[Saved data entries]

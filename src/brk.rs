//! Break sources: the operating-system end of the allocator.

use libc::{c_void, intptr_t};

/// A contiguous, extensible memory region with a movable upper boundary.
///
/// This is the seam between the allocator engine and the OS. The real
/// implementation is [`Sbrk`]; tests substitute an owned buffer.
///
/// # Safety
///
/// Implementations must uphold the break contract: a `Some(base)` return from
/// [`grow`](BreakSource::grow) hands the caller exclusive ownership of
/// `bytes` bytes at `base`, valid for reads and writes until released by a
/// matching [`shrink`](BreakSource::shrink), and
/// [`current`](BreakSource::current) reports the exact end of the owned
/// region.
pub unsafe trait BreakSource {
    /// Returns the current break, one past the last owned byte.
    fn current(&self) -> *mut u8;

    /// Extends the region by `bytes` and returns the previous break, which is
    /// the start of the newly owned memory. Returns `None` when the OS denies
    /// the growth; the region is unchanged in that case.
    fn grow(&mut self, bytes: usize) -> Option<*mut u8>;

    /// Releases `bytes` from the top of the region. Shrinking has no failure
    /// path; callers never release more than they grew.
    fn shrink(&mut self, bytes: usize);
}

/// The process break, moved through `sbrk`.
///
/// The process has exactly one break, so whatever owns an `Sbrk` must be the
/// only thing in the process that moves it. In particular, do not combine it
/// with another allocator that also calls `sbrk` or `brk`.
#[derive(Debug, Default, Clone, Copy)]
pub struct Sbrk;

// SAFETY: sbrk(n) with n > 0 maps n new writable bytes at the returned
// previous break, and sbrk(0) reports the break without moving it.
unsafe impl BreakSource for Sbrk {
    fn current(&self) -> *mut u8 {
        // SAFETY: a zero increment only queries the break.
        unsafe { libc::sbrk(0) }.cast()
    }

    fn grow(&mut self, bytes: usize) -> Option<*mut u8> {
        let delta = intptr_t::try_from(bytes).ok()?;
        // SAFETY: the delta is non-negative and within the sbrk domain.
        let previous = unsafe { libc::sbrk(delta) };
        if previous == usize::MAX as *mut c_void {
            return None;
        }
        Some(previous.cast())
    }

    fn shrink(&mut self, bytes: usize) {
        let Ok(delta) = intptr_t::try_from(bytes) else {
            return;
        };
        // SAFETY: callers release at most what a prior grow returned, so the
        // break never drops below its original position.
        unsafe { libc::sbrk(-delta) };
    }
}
* * *
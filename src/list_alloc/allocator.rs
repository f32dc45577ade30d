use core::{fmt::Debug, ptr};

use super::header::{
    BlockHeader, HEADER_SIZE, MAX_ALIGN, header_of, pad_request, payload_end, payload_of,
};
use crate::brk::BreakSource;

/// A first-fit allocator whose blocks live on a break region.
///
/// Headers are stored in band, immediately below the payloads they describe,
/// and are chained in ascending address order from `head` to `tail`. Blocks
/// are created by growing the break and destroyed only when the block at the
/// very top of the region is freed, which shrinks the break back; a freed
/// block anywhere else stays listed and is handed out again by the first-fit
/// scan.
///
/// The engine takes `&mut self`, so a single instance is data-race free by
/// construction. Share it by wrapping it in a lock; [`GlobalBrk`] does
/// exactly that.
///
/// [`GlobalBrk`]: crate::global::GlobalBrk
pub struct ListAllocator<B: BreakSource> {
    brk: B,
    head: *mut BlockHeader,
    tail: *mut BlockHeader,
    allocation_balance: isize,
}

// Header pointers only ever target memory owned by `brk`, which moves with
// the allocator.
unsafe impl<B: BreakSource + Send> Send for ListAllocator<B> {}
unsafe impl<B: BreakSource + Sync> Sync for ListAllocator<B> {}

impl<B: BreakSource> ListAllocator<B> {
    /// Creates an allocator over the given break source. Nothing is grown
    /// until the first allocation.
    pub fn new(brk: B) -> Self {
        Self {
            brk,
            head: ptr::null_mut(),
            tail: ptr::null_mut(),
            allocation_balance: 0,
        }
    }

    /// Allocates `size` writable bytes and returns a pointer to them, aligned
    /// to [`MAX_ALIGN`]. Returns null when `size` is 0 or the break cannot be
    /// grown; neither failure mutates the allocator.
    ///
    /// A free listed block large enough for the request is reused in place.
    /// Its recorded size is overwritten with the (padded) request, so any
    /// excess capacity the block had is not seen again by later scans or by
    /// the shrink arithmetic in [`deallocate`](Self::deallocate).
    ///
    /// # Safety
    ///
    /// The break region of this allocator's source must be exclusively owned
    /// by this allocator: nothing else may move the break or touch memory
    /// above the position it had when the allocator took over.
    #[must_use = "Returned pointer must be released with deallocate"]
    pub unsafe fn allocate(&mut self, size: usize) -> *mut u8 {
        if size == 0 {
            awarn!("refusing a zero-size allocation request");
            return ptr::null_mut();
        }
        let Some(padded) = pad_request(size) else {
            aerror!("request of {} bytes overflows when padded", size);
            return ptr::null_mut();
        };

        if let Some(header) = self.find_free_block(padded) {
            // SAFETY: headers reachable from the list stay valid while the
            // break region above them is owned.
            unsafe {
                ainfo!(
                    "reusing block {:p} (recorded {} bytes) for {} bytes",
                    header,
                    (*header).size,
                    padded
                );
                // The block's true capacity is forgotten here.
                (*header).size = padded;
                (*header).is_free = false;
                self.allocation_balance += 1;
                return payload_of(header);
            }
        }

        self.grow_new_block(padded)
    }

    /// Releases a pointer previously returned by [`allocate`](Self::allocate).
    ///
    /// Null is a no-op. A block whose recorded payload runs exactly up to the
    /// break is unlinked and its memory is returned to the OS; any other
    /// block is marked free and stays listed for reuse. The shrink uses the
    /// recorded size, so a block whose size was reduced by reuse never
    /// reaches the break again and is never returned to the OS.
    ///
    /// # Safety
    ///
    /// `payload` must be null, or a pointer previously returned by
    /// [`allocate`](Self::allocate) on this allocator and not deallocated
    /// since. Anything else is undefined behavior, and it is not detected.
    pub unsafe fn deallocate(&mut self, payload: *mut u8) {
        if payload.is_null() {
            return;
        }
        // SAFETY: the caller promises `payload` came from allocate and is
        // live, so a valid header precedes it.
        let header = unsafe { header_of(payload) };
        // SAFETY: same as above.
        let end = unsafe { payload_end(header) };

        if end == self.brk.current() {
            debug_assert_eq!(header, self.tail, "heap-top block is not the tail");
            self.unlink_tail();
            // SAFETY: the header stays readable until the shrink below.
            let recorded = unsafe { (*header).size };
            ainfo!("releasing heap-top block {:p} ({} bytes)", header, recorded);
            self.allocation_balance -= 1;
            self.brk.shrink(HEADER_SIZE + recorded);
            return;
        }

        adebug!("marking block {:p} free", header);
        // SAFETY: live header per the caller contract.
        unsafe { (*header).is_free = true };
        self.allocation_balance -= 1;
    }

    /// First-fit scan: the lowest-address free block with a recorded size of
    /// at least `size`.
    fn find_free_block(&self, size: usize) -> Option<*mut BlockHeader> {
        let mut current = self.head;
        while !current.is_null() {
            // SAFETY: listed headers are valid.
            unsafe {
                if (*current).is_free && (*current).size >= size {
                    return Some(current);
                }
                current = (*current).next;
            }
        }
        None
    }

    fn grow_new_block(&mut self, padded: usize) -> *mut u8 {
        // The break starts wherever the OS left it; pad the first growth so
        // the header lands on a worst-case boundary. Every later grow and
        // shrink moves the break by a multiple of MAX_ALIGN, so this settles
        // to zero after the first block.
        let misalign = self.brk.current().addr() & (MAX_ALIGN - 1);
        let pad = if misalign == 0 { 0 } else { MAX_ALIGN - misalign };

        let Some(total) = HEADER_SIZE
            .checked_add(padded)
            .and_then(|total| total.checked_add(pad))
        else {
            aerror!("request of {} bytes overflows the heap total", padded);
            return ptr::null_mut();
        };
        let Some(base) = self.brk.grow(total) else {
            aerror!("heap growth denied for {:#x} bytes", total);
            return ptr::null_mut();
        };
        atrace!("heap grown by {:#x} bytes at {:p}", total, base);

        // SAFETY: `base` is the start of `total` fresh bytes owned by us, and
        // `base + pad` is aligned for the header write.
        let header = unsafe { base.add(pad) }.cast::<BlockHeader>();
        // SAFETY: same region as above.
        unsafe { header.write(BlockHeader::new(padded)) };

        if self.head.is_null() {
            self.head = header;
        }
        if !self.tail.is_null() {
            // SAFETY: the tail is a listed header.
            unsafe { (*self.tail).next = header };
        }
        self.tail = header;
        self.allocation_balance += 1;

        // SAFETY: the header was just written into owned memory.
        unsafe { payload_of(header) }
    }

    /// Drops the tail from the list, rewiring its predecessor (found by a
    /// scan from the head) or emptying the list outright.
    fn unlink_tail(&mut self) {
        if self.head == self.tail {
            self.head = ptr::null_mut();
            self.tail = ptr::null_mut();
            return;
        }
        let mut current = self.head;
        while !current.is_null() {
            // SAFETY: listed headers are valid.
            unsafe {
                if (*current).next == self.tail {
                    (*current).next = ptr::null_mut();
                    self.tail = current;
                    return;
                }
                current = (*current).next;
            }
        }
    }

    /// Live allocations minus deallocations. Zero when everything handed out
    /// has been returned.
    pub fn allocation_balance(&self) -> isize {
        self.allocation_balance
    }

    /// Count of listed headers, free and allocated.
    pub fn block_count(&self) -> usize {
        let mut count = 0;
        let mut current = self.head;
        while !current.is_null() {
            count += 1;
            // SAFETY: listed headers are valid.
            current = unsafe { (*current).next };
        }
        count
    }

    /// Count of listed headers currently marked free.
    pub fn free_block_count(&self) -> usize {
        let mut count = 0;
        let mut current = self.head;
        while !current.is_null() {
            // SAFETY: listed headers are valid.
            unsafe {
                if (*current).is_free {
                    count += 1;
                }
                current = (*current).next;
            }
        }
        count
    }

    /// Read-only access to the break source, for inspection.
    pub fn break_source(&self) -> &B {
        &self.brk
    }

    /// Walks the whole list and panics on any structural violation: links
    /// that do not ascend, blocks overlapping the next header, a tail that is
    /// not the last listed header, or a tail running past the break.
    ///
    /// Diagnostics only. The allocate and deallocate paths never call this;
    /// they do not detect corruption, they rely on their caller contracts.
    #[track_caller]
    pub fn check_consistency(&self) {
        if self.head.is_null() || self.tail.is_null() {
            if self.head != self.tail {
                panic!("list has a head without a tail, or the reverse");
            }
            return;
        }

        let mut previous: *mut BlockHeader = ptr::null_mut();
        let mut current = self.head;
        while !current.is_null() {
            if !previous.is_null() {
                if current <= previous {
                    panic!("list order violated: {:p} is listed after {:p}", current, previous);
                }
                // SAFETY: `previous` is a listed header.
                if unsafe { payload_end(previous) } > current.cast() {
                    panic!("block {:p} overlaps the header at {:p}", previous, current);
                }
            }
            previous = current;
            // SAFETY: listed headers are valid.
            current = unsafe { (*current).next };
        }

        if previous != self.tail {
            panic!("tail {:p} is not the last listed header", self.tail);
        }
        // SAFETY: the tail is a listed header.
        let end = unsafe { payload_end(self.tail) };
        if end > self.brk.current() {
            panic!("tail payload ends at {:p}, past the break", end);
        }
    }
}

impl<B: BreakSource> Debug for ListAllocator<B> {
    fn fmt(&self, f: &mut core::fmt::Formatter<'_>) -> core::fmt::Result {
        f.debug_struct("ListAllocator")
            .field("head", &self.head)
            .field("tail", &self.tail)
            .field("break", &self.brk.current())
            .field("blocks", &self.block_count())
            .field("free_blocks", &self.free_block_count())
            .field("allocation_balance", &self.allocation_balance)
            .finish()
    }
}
--
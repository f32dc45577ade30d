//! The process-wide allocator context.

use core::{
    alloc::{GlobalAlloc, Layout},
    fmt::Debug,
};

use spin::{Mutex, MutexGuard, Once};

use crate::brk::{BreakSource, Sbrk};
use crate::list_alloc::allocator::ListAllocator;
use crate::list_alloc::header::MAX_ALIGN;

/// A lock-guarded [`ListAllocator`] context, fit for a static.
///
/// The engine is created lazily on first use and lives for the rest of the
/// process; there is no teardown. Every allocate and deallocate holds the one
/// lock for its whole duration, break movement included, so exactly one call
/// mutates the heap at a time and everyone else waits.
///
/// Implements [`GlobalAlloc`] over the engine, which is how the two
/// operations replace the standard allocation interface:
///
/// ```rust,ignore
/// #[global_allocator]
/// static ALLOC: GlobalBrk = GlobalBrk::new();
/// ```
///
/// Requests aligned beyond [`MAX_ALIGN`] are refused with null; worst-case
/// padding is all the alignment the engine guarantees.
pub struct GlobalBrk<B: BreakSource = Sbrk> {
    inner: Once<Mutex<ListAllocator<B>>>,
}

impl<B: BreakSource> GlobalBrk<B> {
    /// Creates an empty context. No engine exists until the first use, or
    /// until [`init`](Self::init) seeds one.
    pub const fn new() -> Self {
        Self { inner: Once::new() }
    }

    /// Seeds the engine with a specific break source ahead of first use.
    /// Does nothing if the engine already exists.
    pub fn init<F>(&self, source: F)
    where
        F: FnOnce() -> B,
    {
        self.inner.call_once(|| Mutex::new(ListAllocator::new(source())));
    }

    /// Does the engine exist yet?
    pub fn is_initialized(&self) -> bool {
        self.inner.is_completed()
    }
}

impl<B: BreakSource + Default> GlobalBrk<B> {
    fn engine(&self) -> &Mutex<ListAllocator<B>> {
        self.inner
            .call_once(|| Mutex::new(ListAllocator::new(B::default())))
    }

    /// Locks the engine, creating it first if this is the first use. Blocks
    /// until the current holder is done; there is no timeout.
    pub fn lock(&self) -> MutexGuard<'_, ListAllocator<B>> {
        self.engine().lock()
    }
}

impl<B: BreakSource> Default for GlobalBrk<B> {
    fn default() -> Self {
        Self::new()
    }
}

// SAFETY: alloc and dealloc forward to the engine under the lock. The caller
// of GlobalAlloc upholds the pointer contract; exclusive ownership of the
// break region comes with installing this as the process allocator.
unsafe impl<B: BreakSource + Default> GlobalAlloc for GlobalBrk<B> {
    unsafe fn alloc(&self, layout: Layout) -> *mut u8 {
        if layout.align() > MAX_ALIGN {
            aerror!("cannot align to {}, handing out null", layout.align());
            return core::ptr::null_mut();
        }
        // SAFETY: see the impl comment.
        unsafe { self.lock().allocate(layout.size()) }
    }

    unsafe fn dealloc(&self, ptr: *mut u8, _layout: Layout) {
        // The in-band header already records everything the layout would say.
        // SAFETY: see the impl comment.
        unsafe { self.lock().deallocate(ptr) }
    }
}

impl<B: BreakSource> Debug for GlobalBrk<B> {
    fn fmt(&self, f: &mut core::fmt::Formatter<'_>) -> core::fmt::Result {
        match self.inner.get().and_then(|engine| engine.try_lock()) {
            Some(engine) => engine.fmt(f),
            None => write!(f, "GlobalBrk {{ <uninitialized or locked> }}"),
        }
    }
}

## What you should do
In the entries above, the lines from the one bearing "filename src/brk.rs" up to and including the one bearing "in that case." should be transcribed exactly; no other line is wanted.

## Response
filename src/brk.rs
//! Break sources: the operating-system end of the allocator.

use libc::{c_void, intptr_t};

/// A contiguous, extensible memory region with a movable upper boundary.
///
/// This is the seam between the allocator engine and the OS. The real
/// implementation is [`Sbrk`]; tests substitute an owned buffer.
///
/// # Safety
///
/// Implementations must uphold the break contract: a `Some(base)` return from
/// [`grow`](BreakSource::grow) hands the caller exclusive ownership of
/// `bytes` bytes at `base`, valid for reads and writes until released by a
/// matching [`shrink`](BreakSource::shrink), and
/// [`current`](BreakSource::current) reports the exact end of the owned
/// region.
pub unsafe trait BreakSource {
    /// Returns the current break, one past the last owned byte.
    fn current(&self) -> *mut u8;

    /// Extends the region by `bytes` and returns the previous break, which is
    /// the start of the newly owned memory. Returns `None` when the OS denies
    /// the growth; the region is unchanged in that case.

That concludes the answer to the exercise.